The department of Santa Ana holds one of the richest archaeological zones in El Salvador: Chalchuapa, the largest and most powerful Maya city in the entire west during the Preclassic and Classic periods. There stands El Tazumal, the best-preserved Maya site in the country, with its characteristic stepped pyramid of superimposed bodies reaching some 24 meters in height, active as a ceremonial and residential center between the Late Preclassic and the Early Postclassic.
The name 'Tazumal' comes from Nahuat-Pipil and is usually translated as 'place where the victims were burned'. The Chalchuapa complex also includes other monumental sites such as Casa Blanca, with its pyramids and its museum, and El Trapiche. Inhabited without interruption since Preclassic times by Maya peoples —Poqomam in the area— and later by the Pipil, the region is a crossroads of Mesoamerican cultures and a privileged window onto the deep history of the west.
Santa Ana is the second-largest city in El Salvador and the undisputed capital of the west. Known as the 'heroic city' for its role in the political struggles of the 19th century, it grew enormously wealthy with the coffee boom of the late 19th and early 20th centuries, when it was one of the great centers of production, processing and trade of Salvadoran golden grain.
That splendor left a remarkable architectural heritage, jewels of the coffee belle époque: its imposing neo-Gothic Cathedral, one of the most beautiful temples in Central America; and the Santa Ana Theater, elegant setting for the cultural life of the coffee elite. The city preserves to this day the stately air of that golden age, with its turn-of-the-century buildings and its central park.
Santa Ana is the great base for exploring the country's most spectacular natural ensemble. The Santa Ana Volcano, or Ilamatepec, at some 2,381 meters, is the highest in El Salvador; the hike to its summit, within Los Volcanes National Park, is the most famous in the country and rewards you with the view of a crater lagoon of an intense turquoise color. The volcano is still active: its last major eruption, in 2005, forced the surrounding area to be evacuated.
The complex is completed by Cerro Verde, an ancient crater today covered in cloud forest and turned into a park, and by the perfect silhouette of the nearby Izalco volcano, contemplated from its lookout points. Together they form the Los Volcanes Complex, one of the unmissable landscapes of Central America and a symbol of Salvadoran volcanic geography.

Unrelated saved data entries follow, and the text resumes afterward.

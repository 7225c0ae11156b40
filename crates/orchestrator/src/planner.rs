//! Capacity planning
//!
//! Pure translation of operator parameters into two validated fleet specs.
//! Bad input is rejected here, before any remote call is issued.

use thiserror::Error;

use barrage_core::config::{AccessConfig, CapacityBounds, DeployParams};
use barrage_domain::{DomainError, FleetRole, FleetSpec, MachineImageRef, RoleTag, Step};

/// Instance class every controller launches with
pub const CONTROLLER_INSTANCE_CLASS: &str = "t3a.medium";

/// Destination directory for the orchestration playbooks on the controller
const PLAYBOOK_DIR: &str = "/home/ec2-user/ansible";

/// Planner rejection, raised before any provisioning request
#[derive(Debug, Error, Clone, PartialEq, Eq)]
pub enum InvalidCapacity {
    /// Requested worker count is outside the configured bounds
    #[error("worker count {requested} outside [0, {max}]")]
    WorkerCountOutOfRange { requested: u32, max: u32 },

    /// Instance class is not recognized by the target provisioning API
    #[error("unrecognized instance class: {0}")]
    UnrecognizedInstanceClass(String),

    /// A planned spec violated a fleet invariant
    #[error("invalid fleet spec: {0}")]
    Spec(#[from] DomainError),
}

/// The two fleet specs a deployment is composed of
#[derive(Debug, Clone, PartialEq)]
pub struct FleetPlan {
    /// Operator-scaled load generation fleet
    pub worker: FleetSpec,
    /// Single orchestration controller
    pub controller: FleetSpec,
}

/// Plan worker and controller fleets from operator parameters
///
/// Pure function: validates bounds and instance class, then emits a worker
/// spec `{min: 0, desired: worker_count, max: max_workers}` and a controller
/// spec fixed at one machine, each with its bootstrap sequence attached.
pub fn plan_fleets(
    params: &DeployParams,
    bounds: &CapacityBounds,
    access: &AccessConfig,
) -> Result<FleetPlan, InvalidCapacity> {
    if params.worker_count > bounds.max_workers {
        return Err(InvalidCapacity::WorkerCountOutOfRange {
            requested: params.worker_count,
            max: bounds.max_workers,
        });
    }

    validate_instance_class(&params.instance_class, bounds)?;

    let image = MachineImageRef::new(params.machine_image.clone());
    let role_tag = RoleTag::new(access.role_tag_name.clone(), access.role_tag_value.clone());

    let worker = FleetSpec::new(
        FleetRole::Worker,
        params.instance_class.clone(),
        0,
        bounds.max_workers,
        Some(params.worker_count),
        image.clone(),
        worker_bootstrap(&params.container_image),
        Some(role_tag.clone()),
    )?;

    let controller = FleetSpec::new(
        FleetRole::Controller,
        CONTROLLER_INSTANCE_CLASS,
        1,
        1,
        Some(1),
        image,
        controller_bootstrap(&role_tag),
        None,
    )?;

    Ok(FleetPlan { worker, controller })
}

/// Worker bootstrap: container runtime install, enable, image pull
///
/// Order is significant; every step is safe to re-run on replacement.
fn worker_bootstrap(container_image: &str) -> Vec<Step> {
    vec![
        Step::package_install("docker"),
        Step::service_enable("docker"),
        Step::shell(["docker", "pull", container_image]),
    ]
}

/// Controller bootstrap: orchestration tooling, playbooks, inventory discovery
fn controller_bootstrap(role_tag: &RoleTag) -> Vec<Step> {
    vec![
        Step::package_install("ansible"),
        Step::package_install("boto3"),
        Step::package_install("botocore"),
        Step::asset_upload("ansible/", PLAYBOOK_DIR),
        Step::shell(["ansible-galaxy", "collection", "install", "amazon.aws"]),
        Step::shell([
            "bash".to_string(),
            format!("{PLAYBOOK_DIR}/generate_config.sh"),
            role_tag.name.clone(),
            role_tag.value.clone(),
        ]),
    ]
}

/// Shape check: `family.size`, family drawn from the recognized set
fn validate_instance_class(class: &str, bounds: &CapacityBounds) -> Result<(), InvalidCapacity> {
    let rejected = || InvalidCapacity::UnrecognizedInstanceClass(class.to_string());

    let (family, size) = class.split_once('.').ok_or_else(rejected)?;
    if size.is_empty() || !size.chars().all(|c| c.is_ascii_alphanumeric()) {
        return Err(rejected());
    }
    if !bounds.instance_families.iter().any(|f| f == family) {
        return Err(rejected());
    }

    Ok(())
}
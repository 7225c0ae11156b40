//! Domain model for the Barrage fleet coordinator
//!
//! This crate contains pure domain logic with no I/O dependencies:
//! - Fleet specifications and capacity invariants
//! - Ordered bootstrap step sequences
//! - Capability-scoped access grants
//! - Per-instance health signals

pub mod access;
pub mod bootstrap;
pub mod error;
pub mod fleet;
pub mod signal;

pub use access::{AccessGrant, Action, PortSpec, ResourceScope};
pub use bootstrap::{BootstrapFailure, Step, StepKind};
pub use error::{DomainError, Result};
pub use fleet::{FleetRole, FleetSpec, MachineImageRef, RoleTag};
pub use signal::HealthSignal;
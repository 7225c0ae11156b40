//! Bootstrap script sequencer
//!
//! Runs a declared step list strictly in order on one instance. A failing
//! step aborts the sequence and reports which step broke; remaining steps
//! are never executed.

use async_trait::async_trait;
use thiserror::Error;
use tracing::{debug, warn};

use barrage_domain::{BootstrapFailure, Step};

/// Executor-reported step failure
#[derive(Debug, Error, Clone, PartialEq, Eq)]
#[error("{0}")]
pub struct StepError(pub String);

/// Executes one bootstrap step on one instance
///
/// Implementations must be idempotent per step: a replacement instance
/// re-runs the full sequence from the top.
#[async_trait]
pub trait StepExecutor: Send + Sync {
    /// Run a single step to completion
    async fn execute(&self, step: &Step) -> Result<(), StepError>;
}

/// Run `steps` in declared order, stopping at the first failure
///
/// On failure the returned [`BootstrapFailure`] names the zero-based index
/// and kind of the step that broke.
pub async fn run_sequence(
    executor: &dyn StepExecutor,
    steps: &[Step],
) -> Result<(), BootstrapFailure> {
    for (step_index, step) in steps.iter().enumerate() {
        debug!(step_index, kind = ?step.kind, "running bootstrap step");

        if let Err(err) = executor.execute(step).await {
            warn!(step_index, kind = ?step.kind, error = %err, "bootstrap step failed");
            return Err(BootstrapFailure {
                step_index,
                kind: step.kind,
                detail: err.0,
            });
        }
    }

    Ok(())
}

#[cfg(test)]
mod tests {
    use super::*;
    use barrage_domain::StepKind;
    use std::sync::Mutex;

    /// Records executed kinds; fails on a configured kind
    struct RecordingExecutor {
        fail_kind: Option<StepKind>,
        executed: Mutex<Vec<StepKind>>,
    }

    impl RecordingExecutor {
        fn new(fail_kind: Option<StepKind>) -> Self {
            Self {
                fail_kind,
                executed: Mutex::new(Vec::new()),
            }
        }
    }

    #[async_trait]
    impl StepExecutor for RecordingExecutor {
        async fn execute(&self, step: &Step) -> Result<(), StepError> {
            self.executed.lock().unwrap().push(step.kind);
            if self.fail_kind == Some(step.kind) {
                return Err(StepError("injected failure".to_string()));
            }
            Ok(())
        }
    }

    fn abc() -> Vec<Step> {
        vec![
            Step::package_install("docker"),
            Step::service_enable("docker"),
            Step::shell(["docker", "pull", "artilleryio/artillery"]),
        ]
    }

    #[tokio::test]
    async fn test_all_steps_run_in_order() {
        let executor = RecordingExecutor::new(None);
        run_sequence(&executor, &abc()).await.unwrap();

        assert_eq!(
            *executor.executed.lock().unwrap(),
            vec![
                StepKind::PackageInstall,
                StepKind::ServiceEnable,
                StepKind::ShellCommand
            ]
        );
    }

    #[tokio::test]
    async fn test_failure_stops_sequence() {
        // B fails: C must never execute, and the report names index 1
        let executor = RecordingExecutor::new(Some(StepKind::ServiceEnable));
        let failure = run_sequence(&executor, &abc()).await.unwrap_err();

        assert_eq!(failure.step_index, 1);
        assert_eq!(failure.kind, StepKind::ServiceEnable);
        assert_eq!(
            *executor.executed.lock().unwrap(),
            vec![StepKind::PackageInstall, StepKind::ServiceEnable]
        );
    }

    #[tokio::test]
    async fn test_empty_sequence_succeeds() {
        let executor = RecordingExecutor::new(None);
        run_sequence(&executor, &[]).await.unwrap();
        assert!(executor.executed.lock().unwrap().is_empty());
    }
}
//! Health signals
//!
//! Each instance produces exactly one signal at the end of its bootstrap
//! sequence; the health gate consumes each signal exactly once.

use std::time::{Duration, SystemTime, UNIX_EPOCH};

use serde::{Deserialize, Serialize};

use crate::fleet::FleetRole;

/// Bootstrap outcome reported by one instance
#[derive(Debug, Clone, PartialEq, Eq, Serialize, Deserialize)]
pub struct HealthSignal {
    /// Reporting instance
    pub instance_id: String,
    /// Fleet the instance belongs to
    pub fleet_role: FleetRole,
    /// Whether the full bootstrap sequence completed
    pub success: bool,
    /// Emission time, Unix epoch milliseconds
    pub timestamp_ms: u64,
}

impl HealthSignal {
    /// Signal a completed bootstrap
    pub fn success(instance_id: impl Into<String>, fleet_role: FleetRole) -> Self {
        Self {
            instance_id: instance_id.into(),
            fleet_role,
            success: true,
            timestamp_ms: current_timestamp_ms(),
        }
    }

    /// Signal an aborted bootstrap
    pub fn failure(instance_id: impl Into<String>, fleet_role: FleetRole) -> Self {
        Self {
            instance_id: instance_id.into(),
            fleet_role,
            success: false,
            timestamp_ms: current_timestamp_ms(),
        }
    }
}

/// Get current timestamp in milliseconds since Unix epoch
pub fn current_timestamp_ms() -> u64 {
    SystemTime::now()
        .duration_since(UNIX_EPOCH)
        .unwrap_or(Duration::ZERO)
        .as_millis() as u64
}
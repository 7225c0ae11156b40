//! Deployment rehearsal driver
//!
//! Loads a deployment configuration, runs the full coordinator against the
//! in-memory provisioner, and prints the aggregated report. A failed gate
//! or rejected request exits nonzero; a partially provisioned fleet is
//! never reported as success.

use std::path::PathBuf;
use std::sync::Arc;

use anyhow::Context;
use tracing::{error, info};

use barrage_core::config::DeployConfig;
use barrage_core::logging;
use barrage_orchestrator::{FleetCoordinator, InMemoryProvisioner};

struct Args {
    config_path: Option<PathBuf>,
    json_logs: bool,
}

#[tokio::main]
async fn main() -> anyhow::Result<()> {
    let args = parse_args(std::env::args().skip(1).collect())?;

    if args.json_logs {
        logging::init_json();
    } else {
        logging::init();
    }

    let config = match &args.config_path {
        Some(path) => DeployConfig::from_file(path)
            .with_context(|| format!("loading config from {}", path.display()))?,
        None => DeployConfig::default_config(),
    };

    info!(
        workers = config.deployment.worker_count,
        instance_class = %config.deployment.instance_class,
        "starting deployment rehearsal"
    );

    let api = Arc::new(InMemoryProvisioner::new());
    let coordinator = FleetCoordinator::new(api, config);

    match coordinator.deploy().await {
        Ok(report) => {
            println!("{}", serde_json::to_string_pretty(&report)?);
            Ok(())
        }
        Err(err) => {
            error!(error = %err, "deployment failed");
            std::process::exit(1);
        }
    }
}

fn parse_args(args: Vec<String>) -> anyhow::Result<Args> {
    let mut config_path = None;
    let mut json_logs = false;

    let mut iter = args.into_iter();
    while let Some(arg) = iter.next() {
        match arg.as_str() {
            "--config" => {
                let path = iter
                    .next()
                    .context("--config was provided without a path")?;
                config_path = Some(PathBuf::from(path));
            }
            "--log-json" => json_logs = true,
            other => anyhow::bail!("unknown argument: {other}"),
        }
    }

    Ok(Args {
        config_path,
        json_logs,
    })
}
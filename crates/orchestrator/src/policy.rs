//! Access policy linker
//!
//! Runs once both fleet handles exist. Issues exactly three links:
//! a read-only describe grant so the controller can enumerate workers, a
//! secret grant scoped to one exact credential identifier, and the network
//! paths (controller reaches workers on everything, the outside reaches the
//! controller on one administrative port only).

use tracing::info;

use barrage_core::config::AccessConfig;
use barrage_domain::{AccessGrant, Action, FleetRole, PortSpec, ResourceScope};

use crate::error::FleetError;
use crate::provider::{FleetHandle, PathSource, ProvisioningApi};

/// Link the two fleets with least-privilege grants and network paths
///
/// Returns the grants that were attached. When `keypair_name` is `None` the
/// secret grant is skipped entirely; no wildcard fallback exists for secret
/// retrieval.
pub async fn link_fleets(
    api: &dyn ProvisioningApi,
    worker: &FleetHandle,
    controller: &FleetHandle,
    access: &AccessConfig,
    keypair_name: Option<&str>,
) -> Result<Vec<AccessGrant>, FleetError> {
    let mut grants = Vec::new();

    // Controller enumerates workers for inventory discovery: describe only,
    // wildcard scope is acceptable for this single read-only action.
    let describe = AccessGrant::new(
        FleetRole::Controller,
        FleetRole::Worker,
        [Action::DescribeInstances].into_iter().collect(),
        ResourceScope::Wildcard,
    )?;
    api.attach_policy(controller, &describe).await?;
    grants.push(describe);

    if let Some(name) = keypair_name {
        api.ensure_keypair(name).await?;

        // The credential grant is pinned to the exact identifier
        let secret = AccessGrant::new(
            FleetRole::Controller,
            FleetRole::Worker,
            [Action::GetSecret].into_iter().collect(),
            ResourceScope::Exact(name.to_string()),
        )?;
        api.attach_policy(controller, &secret).await?;
        grants.push(secret);
    } else {
        info!("no keypair configured, skipping secret grant");
    }

    // Controller talks to workers on everything
    api.open_network_path(
        PathSource::Fleet(controller.fleet_id.clone()),
        worker,
        PortSpec::AllTraffic,
    )
    .await?;

    // The outside reaches the controller on the administrative port only
    api.open_network_path(
        PathSource::External,
        controller,
        PortSpec::Tcp(access.admin_port),
    )
    .await?;

    info!(
        grants = grants.len(),
        admin_port = access.admin_port,
        "fleets linked"
    );

    Ok(grants)
}
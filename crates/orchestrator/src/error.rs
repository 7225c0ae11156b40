//! Deployment error taxonomy
//!
//! Every failure path aggregates into a single [`FleetError`]; a deployment
//! never reports a partially provisioned fleet as success.

use thiserror::Error;

use barrage_domain::{BootstrapFailure, DomainError, FleetRole};

use crate::planner::InvalidCapacity;
use crate::provider::ProvisioningError;

/// Aggregated deployment failure
#[derive(Debug, Error, Clone, PartialEq, Eq)]
pub enum FleetError {
    /// Planner rejected the operator parameters; no remote call was made
    #[error(transparent)]
    Capacity(#[from] InvalidCapacity),

    /// A planned value violated a domain invariant
    #[error(transparent)]
    Domain(#[from] DomainError),

    /// The provisioning API rejected a request
    #[error("provisioning failed: {0}")]
    Provisioning(#[from] ProvisioningError),

    /// A bootstrap step failed on an instance
    #[error(transparent)]
    Bootstrap(#[from] BootstrapFailure),

    /// A health gate ceiling elapsed; terminal for the whole deployment
    #[error("{role} fleet health gate timed out after {ceiling_secs}s ({healthy}/{expected} healthy)")]
    GateTimeout {
        /// Fleet whose gate expired
        role: FleetRole,
        /// Ceiling that elapsed, in seconds
        ceiling_secs: u64,
        /// Instances that had reported success
        healthy: u32,
        /// Instances the gate expected
        expected: u32,
    },
}
//! Test utilities for coordinator integration tests

use std::sync::Arc;

use barrage_core::config::DeployConfig;
use barrage_orchestrator::{FleetCoordinator, InMemoryProvisioner, StepExecutor};

/// Rehearsal configuration with ceilings short enough for tests
pub fn rehearsal_config(worker_count: u32) -> DeployConfig {
    let mut config = DeployConfig::default_config();
    config.deployment.worker_count = worker_count;
    config.deployment.keypair_name = Some("ansible-orch-key".to_string());
    config.gate.worker_timeout_secs = 5;
    config.gate.controller_timeout_secs = 5;
    config
}

/// Coordinator plus its provisioner, for post-deploy inspection
pub fn rehearsal(
    config: DeployConfig,
) -> (FleetCoordinator, Arc<InMemoryProvisioner>) {
    let api = Arc::new(InMemoryProvisioner::new());
    (FleetCoordinator::new(api.clone(), config), api)
}

/// Same, with a custom step executor for failure injection
pub fn rehearsal_with_executor(
    config: DeployConfig,
    executor: Arc<dyn StepExecutor>,
) -> (FleetCoordinator, Arc<InMemoryProvisioner>) {
    let api = Arc::new(InMemoryProvisioner::with_executor(executor));
    (FleetCoordinator::new(api.clone(), config), api)
}
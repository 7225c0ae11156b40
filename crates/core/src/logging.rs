//! Structured logging infrastructure for Barrage.
//!
//! This module provides centralized logging initialization with support
//! for structured JSON output and environment-based configuration.

use tracing_subscriber::{fmt, layer::SubscriberExt, util::SubscriberInitExt, EnvFilter};

/// Initialize the logging system with structured output.
///
/// Log level can be configured via the `RUST_LOG` environment variable.
/// If not set, defaults to `info` level.
///
/// # Example
/// ```no_run
/// use barrage_core::logging;
///
/// logging::init();
/// tracing::info!("Deployment started");
/// ```
pub fn init() {
    let filter = EnvFilter::try_from_default_env().unwrap_or_else(|_| EnvFilter::new("info"));

    tracing_subscriber::registry()
        .with(filter)
        .with(fmt::layer().with_target(true))
        .init();
}

/// Initialize the logging system with JSON output for production environments.
///
/// This format is suitable for log aggregation systems and structured log
/// analysis. Log level can be configured via the `RUST_LOG` environment
/// variable.
///
/// # Example
/// ```no_run
/// use barrage_core::logging;
///
/// logging::init_json();
/// tracing::info!(fleet = "worker", "Fleet provisioned");
/// ```
pub fn init_json() {
    let filter = EnvFilter::try_from_default_env().unwrap_or_else(|_| EnvFilter::new("info"));

    tracing_subscriber::registry()
        .with(filter)
        .with(fmt::layer().json().with_target(true))
        .init();
}
//! Core error types

use thiserror::Error;

/// Core error type for Barrage
#[derive(Debug, Error)]
pub enum CoreError {
    /// Generic error
    #[error("Core error: {0}")]
    Generic(String),

    /// IO error
    #[error("IO error: {0}")]
    Io(#[from] std::io::Error),

    /// Configuration parse error
    #[error("Config error: {0}")]
    Config(#[from] toml::de::Error),
}

pub type Result<T> = std::result::Result<T, CoreError>;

At the foot of the volcanoes gleams Lake Coatepeque, a great volcanic caldera of intensely blue waters, formed by the collapse of ancient volcanoes tens of thousands of years ago. Surrounded by steep slopes covered in vegetation and dotted with holiday houses, restaurants and jetties, it is one of the most beautiful landscapes of the west and a weekend destination much loved by Salvadorans.
The lake hides geological curiosities: its waters sometimes change color from blooms of microorganisms, and within it there emerged, after an eruption, a small island, Teopán Island, with archaeological remains. Coatepeque —'hill of the snakes' in Nahuat— thus combines natural beauty with the indigenous memory of the region.
Toward the north of the department, Santa Ana becomes wilder and less traveled. Metapán, a city of colonial origin with one of the most notable Baroque churches in the country, is the gateway to Montecristo National Park, a high-altitude cloud forest shared at the point where the borders of El Salvador, Guatemala and Honduras meet —the so-called Trifinio— a refuge of exceptional fauna and flora.
Nearby lies Lake Güija, a body of water shared with Guatemala, dotted with islands, petroglyphs and archaeological sites that speak of a millennia-old human occupation. With its volcanoes, lakes, cloud forests and Maya ruins, the department of Santa Ana concentrates much of the natural and historical appeal of western El Salvador.